Remember to add this project in the PYTHONPATH environmental variable if you plan to run the experiments on the terminal:

export PYTHONPATH=$PYTHONPATH:/path/to/project/folder

Then, make sure you correctly activated the environment and install all the required packages through pip:

pip install -r requirements.txt

After installing the dependencies, it is suggested to compile Cython code in the repository.

In order to compile you must first have installed: gcc and python3 dev. Under Linux those can be installed with the following commands:

sudo apt install gcc 
sudo apt-get install python3-dev

If you are using Windows as operating system, the installation procedure is a bit more complex. You may refer to THIS guide.

Now you can compile all Cython algorithms by running the following command. The script will compile within the current active environment. The code has been developed for Linux and Windows platforms. During the compilation you may see some warnings.

python run_compile_all_cython.py

D-Wave Setup

In order to make use of D-Wave cloud services you must first sign-up to D-Wave Leap and get your API token.

Then, you need to run the following command in the newly created Python environment:

dwave setup

This is a guided setup for D-Wave Ocean SDK. When asked to select non-open-source packages to install you should answer y and install at least D-Wave Drivers (the D-Wave Problem Inspector package is not required, but could be useful to analyse problem solutions, if solving problems with the QPU only).

Then, continue the configuration by setting custom properties (or keeping the default ones, as we suggest), apart from the Authentication token field, where you should paste your API token obtained on the D-Wave Leap dashboard.

You should now be able to connect to D-Wave cloud services. In order to verify the connection, you can use the following command, which will send a test problem to D-Wave's QPU:

dwave ping

Running CQFS Experiments

First of all, you need to prepare the original files for the datasets.

For The Movies Dataset you need to download The Movies Dataset from Kaggle and place the compressed files in the directory recsys/Data_manager_offline_datasets/TheMoviesDataset/, making sure the file is called the-movies-dataset.zip.

For CiteULike_a you need to download the following .zip file and place it in the directory recsys/Data_manager_offline_datasets/CiteULike/, making sure the file is called CiteULike_a_t.zip.

We cannot provide data for Xing Challenge 2017, but if you have the dataset available, place the compressed file containing the dataset's original files in the directory recsys/Data_manager_offline_datasets/XingChallenge2017/, making sure the file is called xing_challenge_data_2017.zip.

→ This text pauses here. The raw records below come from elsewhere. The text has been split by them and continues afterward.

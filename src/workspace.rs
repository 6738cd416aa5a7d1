use anyhow::Context;
use serde::{Deserialize, Serialize};
use std::path::Path;
use walkdir::{DirEntry, WalkDir};

pub const DEFAULT_SCAN_LIMIT: usize = 1000;

const SKIPPED_DIRS: &[&str] = &["target", "node_modules", "dist", "out"];

#[derive(Debug, Clone, Copy, PartialEq, Eq, Serialize, Deserialize)]
#[serde(rename_all = "lowercase")]
pub enum EntryKind {
    File,
    Directory,
}

#[derive(Debug, Clone, PartialEq, Eq, Serialize, Deserialize)]
#[serde(rename_all = "camelCase")]
pub struct WorkspaceFile {
    pub name: String,
    pub path: String,
    pub relative_path: String,
    #[serde(rename = "type")]
    pub kind: EntryKind,
}

/// Walk `root` depth-first in name order, stopping after `limit` entries.
///
/// Hidden entries and build-output directories are skipped. Entries that
/// can't be read are logged and left out; only a missing root is an error.
pub fn scan(root: impl AsRef<Path>, limit: usize) -> anyhow::Result<Vec<WorkspaceFile>> {
    let root = root.as_ref();
    let meta = std::fs::metadata(root)
        .with_context(|| format!("failed to scan workspace: {}", root.display()))?;
    if !meta.is_dir() {
        anyhow::bail!("workspace root is not a directory: {}", root.display());
    }

    let walker = WalkDir::new(root)
        .min_depth(1)
        .sort_by_file_name()
        .into_iter()
        .filter_entry(|e| !is_skipped(e));

    let mut out = Vec::new();
    for entry in walker {
        if out.len() >= limit {
            break;
        }
        let entry = match entry {
            Ok(e) => e,
            Err(e) => {
                tracing::warn!(error = %e, "skipping unreadable workspace entry");
                continue;
            }
        };

        let kind = if entry.file_type().is_dir() {
            EntryKind::Directory
        } else if entry.file_type().is_file() {
            EntryKind::File
        } else {
            continue;
        };

        let path = entry.path();
        let relative_path = path
            .strip_prefix(root)
            .unwrap_or(path)
            .to_string_lossy()
            .replace('\\', "/");
        out.push(WorkspaceFile {
            name: entry.file_name().to_string_lossy().to_string(),
            path: path.display().to_string(),
            relative_path,
            kind,
        });
    }

    tracing::debug!(root = %root.display(), entries = out.len(), "scanned workspace");
    Ok(out)
}

fn is_skipped(entry: &DirEntry) -> bool {
    // The root itself may live under a hidden dir (e.g. a temp dir).
    if entry.depth() == 0 {
        return false;
    }
    let name = entry.file_name().to_string_lossy();
    name.starts_with('.') || (entry.file_type().is_dir() && SKIPPED_DIRS.contains(&name.as_ref()))
}

/// Names of the files (not directories), in scan order.
pub fn file_names(entries: &[WorkspaceFile]) -> Vec<String> {
    entries
        .iter()
        .filter(|e| e.kind == EntryKind::File)
        .map(|e| e.name.clone())
        .collect()
}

After preparing the datasets, you should run the following command under the data directory:

python split_NameOfTheDataset.py

This python script will generate the data splits used in the experiments. Moreover, it will preprocess the dataset and check for any error in the preprocessing phase. The resulting splits are saved in the recsys/Data_manager_split_datasets directory.

After splitting the dataset, you can actually run the experiments. All the experiment scripts are in the experiments directory, so enter this folder first. Each dataset has separated experiment scripts that you can find in the corresponding directories. From now on, we will assume that you are running the following commands in the dataset-specific folders, thus running the scripts contained there.

Collaborative models

First of all, we need to optimize the chosen collaborative models to use with CQFS. To do so, run the following command:

python CollaborativeFiltering.py

The resulting models will be saved into the results directory.

CQFS

Then, you can run the CQFS procedure. We divided the procedure into a selection phase and a recommendation phase. To perform the selection through CQFS run the following command:

python CQFS.py

This script will solve the CQFS problem on the corresponding dataset and save all the selected features in appropriate subdirectories under the results directory.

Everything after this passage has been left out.